4.1.5. Le statut matrimonial

Dans certaines tranches d’âges (et accessoirement certaines catégories professionnelles), le type de cadre familial peut jouer sur la connaissance du patois. La majorité de la population vit évidemment en couple. Le plus souvent, le niveau de connaissance de la langue vernaculaire des époux est proche. C’est surtout le cas chez les agriculteurs : dans les tranches d’âges les plus âgées, les compétences sont similaires. Chez les jeunes retraités de l’agriculture, les compétences respectives des époux restent assez proches, avec, comme les variables sexe et profession le suggéraient, une compétence en général plus élevée chez l’homme. Cette différence entre les sexes s’accroît, toujours à l’avantage de l’homme, chez les agriculteurs encore en activité. Pour les couples ne travaillant pas dans le secteur agricole, l’époux est en général meilleur patoisant que son épouse. Chez les personnes plus jeunes, les compétences respectives entre conjoints peuvent être très dissemblables. C’est en particulier le cas pour les couples dont le mari est artisan : il est alors souvent assez habile en patois pour son âge (cf. ci-dessus profession), alors que son épouse peut ne pratiquement rien connaître au patois. Les femmes exerçant ou ayant exercé une activité professionnelle ailleurs que dans le secteur agricole, possèdent, en général, une maîtrise du patois nettement plus faible que celle de leur mari.
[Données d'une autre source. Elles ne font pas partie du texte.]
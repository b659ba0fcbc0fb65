//! Users, follows and news feeds

use crate::models::{Admin, Post, USER_TYPE, User, UserAndPosts};
use chrono::Utc;
use quadgraph_core::{NodeRef, Result, vocab};
use quadgraph_graph::Graph;
use quadgraph_query::Path;
use tracing::debug;

/// Nodes written by [`seed`]
#[derive(Debug, Clone)]
pub struct Seeded {
    pub admin: NodeRef,

    /// Followed by alice
    pub bob: NodeRef,
    pub alice: NodeRef,

    /// Bob's posts, oldest first
    pub bob_posts: Vec<NodeRef>,
    pub alice_posts: Vec<NodeRef>,
}

/// Write an administrator, two users where alice follows bob, and their posts
pub fn seed(graph: &Graph) -> Result<Seeded> {
    let mut admin = Admin {
        name: "admin1".to_string(),
        email: "foo@gmail.com".to_string(),
        hashed_password: "435iue8uou9eu".to_string(),
        ..Default::default()
    };
    let admin = graph.insert(&mut admin)?;

    let mut bob = User::new("bob", "bob@gmail.com");
    bob.hashed_password = "123".to_string();
    let bob = graph.insert(&mut bob)?;

    let mut alice = User::new("alice", "alice@gmail.com");
    alice.hashed_password = "abc".to_string();
    alice.follows.push(bob.clone());
    let alice = graph.insert(&mut alice)?;

    let mut bob_posts = Vec::new();
    for message in ["This is an interesting post about graphs", "This is a second post"] {
        bob_posts.push(graph.insert(&mut Post::new(&bob, message, Utc::now()))?);
    }
    let alice_posts = vec![graph.insert(&mut Post::new(&alice, "Hi!", Utc::now()))?];

    debug!("Seeded news feed: bob {} alice {}", bob, alice);
    Ok(Seeded {
        admin,
        bob,
        alice,
        bob_posts,
        alice_posts,
    })
}

/// Posts by everyone `user` follows
pub fn news_feed(graph: &Graph, user: &NodeRef) -> Result<Vec<Post>> {
    let path = Path::start_from(user.clone())
        .out("follows")
        .in_("author")
        .unique();
    graph.load_path(&path)
}

/// News feed of the user with this name
pub fn news_feed_by_name(graph: &Graph, name: &str) -> Result<Vec<Post>> {
    let path = Path::start_all()
        .has(vocab::rdf_type(), NodeRef::iri(USER_TYPE))
        .has("name", name)
        .out("follows")
        .in_("author")
        .unique();
    graph.load_path(&path)
}

/// The user registered under an email address, if any
pub fn user_by_email(graph: &Graph, email: &str) -> Result<Option<User>> {
    let path = Path::start_all()
        .has(vocab::rdf_type(), NodeRef::iri(USER_TYPE))
        .has("email", email);
    graph.load_first(&path)
}

/// Every named node that has written at least one post
pub fn authors(graph: &Graph) -> Result<Vec<UserAndPosts>> {
    graph.load_all()
}

#[cfg(test)]
mod tests {
    use super::*;
    use std::collections::HashSet;

    #[test]
    fn test_news_feed_follows_reverse_edges() {
        let graph = Graph::in_memory();
        let seeded = seed(&graph).unwrap();

        let feed: HashSet<NodeRef> = news_feed(&graph, &seeded.alice)
            .unwrap()
            .into_iter()
            .filter_map(|p| p.id)
            .collect();
        let expected: HashSet<NodeRef> = seeded.bob_posts.iter().cloned().collect();
        assert_eq!(feed, expected);

        assert!(news_feed(&graph, &seeded.bob).unwrap().is_empty());
        assert_eq!(news_feed_by_name(&graph, "alice").unwrap().len(), 2);
    }

    #[test]
    fn test_user_by_email() {
        let graph = Graph::in_memory();
        let seeded = seed(&graph).unwrap();

        let alice = user_by_email(&graph, "alice@gmail.com").unwrap().unwrap();
        assert_eq!(alice.id, Some(seeded.alice));
        assert_eq!(alice.follows, vec![seeded.bob]);
        assert!(user_by_email(&graph, "nobody@gmail.com").unwrap().is_none());

        // The administrator's address does not belong to a user
        assert!(user_by_email(&graph, "foo@gmail.com").unwrap().is_none());
    }

    #[test]
    fn test_user_by_email_ignores_admin_with_same_address() {
        let graph = Graph::in_memory();
        let mut admin = Admin {
            name: "alice".to_string(),
            email: "alice@gmail.com".to_string(),
            ..Default::default()
        };
        graph.insert(&mut admin).unwrap();
        let seeded = seed(&graph).unwrap();

        let alice = user_by_email(&graph, "alice@gmail.com").unwrap().unwrap();
        assert_eq!(alice.id, Some(seeded.alice));
        assert_eq!(news_feed_by_name(&graph, "alice").unwrap().len(), 2);
    }

    #[test]
    fn test_authors_skip_admins() {
        let graph = Graph::in_memory();
        let seeded = seed(&graph).unwrap();

        let authors = authors(&graph).unwrap();
        let names: HashSet<&str> = authors.iter().map(|a| a.name.as_str()).collect();
        assert_eq!(names, HashSet::from(["bob", "alice"]));

        let bob = authors.iter().find(|a| a.name == "bob").unwrap();
        assert_eq!(bob.posts.len(), 2);
        assert!(bob.posts.iter().all(|p| p.author == seeded.bob));
        assert!(authors.iter().all(|a| a.id.as_ref() != Some(&seeded.admin)));
    }
}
Les personnes non mariées sont en général des hommes. Comme dans nombreuses régions rurales françaises, les femmes ont quitté leur région d’origine pour les villes plus fréquemment que les hommes. Elles pouvaient espérer y gagner plus d’autonomie, des revenus plus élevés, et avoir plus de chance de se marier avec "quelqu’un de la ville". Ce désir de nombreuses femmes de ne pas connaître le mode de vie pénible du travail à la ferme, ou simplement la séduction des attraits d’une vie "en ville" pour celles qui n’étaient pas filles de paysans, a conduit à un exode rural plus prononcé chez les femmes55. De nombreux hommes, en particuliers des paysans, sont donc restés célibataires. Cette catégorie de la population est en général plus compétente en patois que celle formée par les hommes mariés du même âge, quelle que soit la génération envisagée. Pour les femmes célibataires, il est difficile de dessiner une tendance précise : certaines sont de très bonnes patoisantes pour leur âge, d’autres au contraire possèdent, relativement à leurs homologues mariées du même âge, une compétence très faible. Toutefois, dans les couches les plus âgées de la population, les femmes célibataires sont souvent meilleures patoisantes que les femmes mariées. Une origine paysanne joue toujours en faveur d’une plus grande compétence. Les compétences linguistiques des personnes veuves s’apparentent à celles des célibataires si le décès du conjoint est intervenu tôt.

A partir des constatations fournies par la prise en compte de ces variables et de quelques données socio-économiques commence à se dessiner un portrait des différents locuteurs patoisants de la région du Pilat. Aucune de ces variables ne suffit à elle seule, mais l’âge et la profession, et, à moindre degré, le sexe, sont des paramètres importants. Nous avons dû, dès cette première étape, considérer le rôle de certaines variables en les mettant en relation avec d’autres (sexe et âge, âge et profession, âge et niveau d’études...) Mais, avant de croiser toutes ces variables pour affiner la description des caractéristiques principales des diverses catégories de patoisants, certains indices montrent qu’un autre paramètre, essentiel, doit être envisagé : la dimension géographique, qui joue visiblement un rôle important dans une région relativement vaste et peu homogène.

Notes
55.

Souvent, les parents de ces jeunes filles ne se sont pas opposés à ce désir de quitter la région, et même l'ont encouragé en leur permettant de poursuivre des études.